Cada recorrido se acerca a una experiencia religiosa. "Para nosotros, las cimas de las montañas son lugares sagrados y por eso tiene que haber siempre algún símbolo de nuestra creencia", explica un salteño que se encarga de cuidar el florido jardín que rodea a la confitería del cerro.
Hacia el oeste de Salta, por la ruta 51 rumbo a Campo Quijano, se llega a la Quebrada del Toro, una garganta con paredes muy erosionadas y en la que se ganan, muy rápido, altura y vértigo. La vegetación nace espontánea y predominan los verdes, rojos y marrones. El paisaje es de una inmensidad impactante y el viento genera una atmósfera tan limpia que invita a contemplar esta infinidad y ver pasar el tiempo. Durante este recorrido, se realiza también parte del trayecto del famoso Tren a las Nubes, reinaugurado hace poco.
La aristocracia salteña también tiene su barrio. En una villa a sólo ocho kilómetros de esta capital, a 1.450 metros de altura sobre el nivel del mar, viven los descendientes de los Patrón Costas, los Cornejo o los Saravia, entre otros. Estos apellidos tradicionales hablan de la historia del Norte argentino y de las primeras familias que en la época colonial llegaron a Salta para trabajar con el cultivo de la caña de azúcar y se transformaron en terratenientes. Ahora, aquellas casonas en donde vivieron, forman parte de un recorrido turístico, la villa de San Lorenzo. En este trayecto, hay quebradas, arroyos y ríos que custodian imponentes castillos que datan del 1700, por entonces utilizadas como casas de verano.
San Lorenzo tiene una población estable de 5.000 habitantes, pero se duplica en el verano con la llegada de los turistas que eligen las hosterías de este cerro para olvidarse de la rutina. Las cabalgatas, trekking y cuatriciclos son una opción por si los visitantes se aburren de contemplar un paisaje casi perfecto.

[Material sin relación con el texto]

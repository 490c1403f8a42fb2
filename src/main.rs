// Copyright (c) 2018-2021  Brendan Molloy <brendan@bbqsrc.net>,
//                          Ilya Solovyiov <ilya.solovyiov@gmail.com>,
//                          Kai Ren <tyranron@gmail.com>
//
// Licensed under the Apache License, Version 2.0 <LICENSE-APACHE or
// http://www.apache.org/licenses/LICENSE-2.0> or the MIT license
// <LICENSE-MIT or http://opensource.org/licenses/MIT>, at your
// option. This file may not be copied, modified, or distributed
// except according to those terms.

//! `cucumber` binary: runs feature files without any step definitions,
//! reporting every step as pending. Useful for rendering reports of
//! specifications and checking configuration.

use std::{env, io, process::ExitCode};

use cucumber_pipeline::{Driver, Steps};
use tracing_subscriber::EnvFilter;

/// Environment variable holding the log filter directives.
const LOG_ENV: &str = "CUCUMBER_LOG";

fn main() -> ExitCode {
    tracing_subscriber::fmt()
        .with_env_filter(
            EnvFilter::try_from_env(LOG_ENV)
                .unwrap_or_else(|_| EnvFilter::new("warn")),
        )
        .with_writer(io::stderr)
        .with_target(false)
        .init();

    let args = env::args_os()
        .skip(1)
        .map(|a| a.to_string_lossy().into_owned())
        .collect::<Vec<_>>();

    Driver::new(Steps::<()>::new()).execute(&args)
}
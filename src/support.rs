// Copyright (c) 2018-2021  Brendan Molloy <brendan@bbqsrc.net>,
//                          Ilya Solovyiov <ilya.solovyiov@gmail.com>,
//                          Kai Ren <tyranron@gmail.com>
//
// Licensed under the Apache License, Version 2.0 <LICENSE-APACHE or
// http://www.apache.org/licenses/LICENSE-2.0> or the MIT license
// <LICENSE-MIT or http://opensource.org/licenses/MIT>, at your
// option. This file may not be copied, modified, or distributed
// except according to those terms.

//! Support code required before running features.
//!
//! Step definitions are compiled into the runner, so loading support code
//! means validating that every support file the run depends on is present.

use std::{
    fs::{self, File},
    io,
    path::{Path, PathBuf},
};

use itertools::Itertools as _;

use crate::{
    error::{LoadError, LoadResult},
    locator,
};

/// Loader of a single support file.
pub trait SupportLoader {
    /// Loads the support file at the given `path`.
    ///
    /// # Errors
    ///
    /// If the file cannot be loaded, annotated with its `path`.
    fn load(&mut self, path: &Path) -> LoadResult<()>;
}

/// [`SupportLoader`] checking that support files exist and are readable.
#[derive(Clone, Copy, Debug, Default)]
pub struct Presence;

impl SupportLoader for Presence {
    fn load(&mut self, path: &Path) -> LoadResult<()> {
        let fail = |e| LoadError::new(path.display().to_string(), e);

        if fs::metadata(path).map_err(fail)?.is_dir() {
            return Err(fail(io::Error::new(
                io::ErrorKind::InvalidInput,
                "is a directory",
            )));
        }
        drop(File::open(path).map_err(fail)?);
        Ok(())
    }
}

/// Expands the given `requires` into support files: directories to the
/// `*.rs` files beneath them, files as is. Deduplicated, in input order.
#[must_use]
pub fn support_files<P: AsRef<Path>>(requires: &[P]) -> Vec<PathBuf> {
    requires
        .iter()
        .map(|p| PathBuf::from(locator::normalize(&p.as_ref().to_string_lossy())))
        .flat_map(|p| {
            if p.is_dir() {
                locator::walk(&p, "*.rs")
            } else {
                vec![p]
            }
        })
        .unique()
        .collect()
}

#[cfg(test)]
mod tests {
    use std::fs;

    use super::*;

    #[test]
    fn expands_directories_to_sources() {
        let dir = tempfile::tempdir().unwrap();
        fs::create_dir(dir.path().join("steps")).unwrap();
        fs::write(dir.path().join("steps/eat.rs"), "").unwrap();
        fs::write(dir.path().join("env.rs"), "").unwrap();
        fs::write(dir.path().join("notes.txt"), "").unwrap();

        let files = support_files(&[dir.path().to_path_buf(), dir.path().join("env.rs")]);

        let names = files
            .iter()
            .map(|f| f.file_name().unwrap().to_string_lossy().into_owned())
            .collect_vec();
        assert_eq!(names, ["env.rs", "eat.rs"]);
    }

    #[test]
    fn missing_file_names_the_file() {
        let err = Presence.load(Path::new("support/missing.rs")).unwrap_err();

        assert_eq!(err.path, "support/missing.rs");
        assert!(err.to_string().ends_with("\nFailed to load support/missing.rs"));
    }

    #[test]
    fn existing_file_loads() {
        let file = tempfile::NamedTempFile::new().unwrap();

        Presence.load(file.path()).unwrap();
    }
}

A la noche, además de los casinos que se expanden como los de la empresa Casinos Austria, las peñas se imponen como el destino obligado para comer empanadas, tamales y humitas, mientras que en algunas mesas se toca la guitarra y el bombo y se recitan esas poesías que sólo la gente del Norte sabe cómo decirlas. Unas nubes rodean de a poco esta casona donde estamos ahora y pronto caen las primeras gotas. En una mesa vecina alguien comenta con alivio: "Parece que María Livia hizo llover, nomás".
Los Niños de Llullaillaco
La ciudad de Salta tiene uno de los hallazgos arqueológicos más importantes del país. Frente a la plaza 9 de Julio, sobre la calle Mitre, se encuentra el Museo de Arqueología de Alta Montaña, que guarda los cuerpos momificados de tres niños incas, conocidos como los Niños de Llullaillaco. Fueron hallados durante una expedición científica que, en 1999, ascendió al Volcán Llullaillaco, a 6.739 metros, en el límite con Chile. Las tres momias se conservan en un estado asombroso y forman parte de un rito del mundo inca, en el que se elegían los niños más bellos -generalmente eran los hijos de los caciques- para ofrecerlos a los dioses.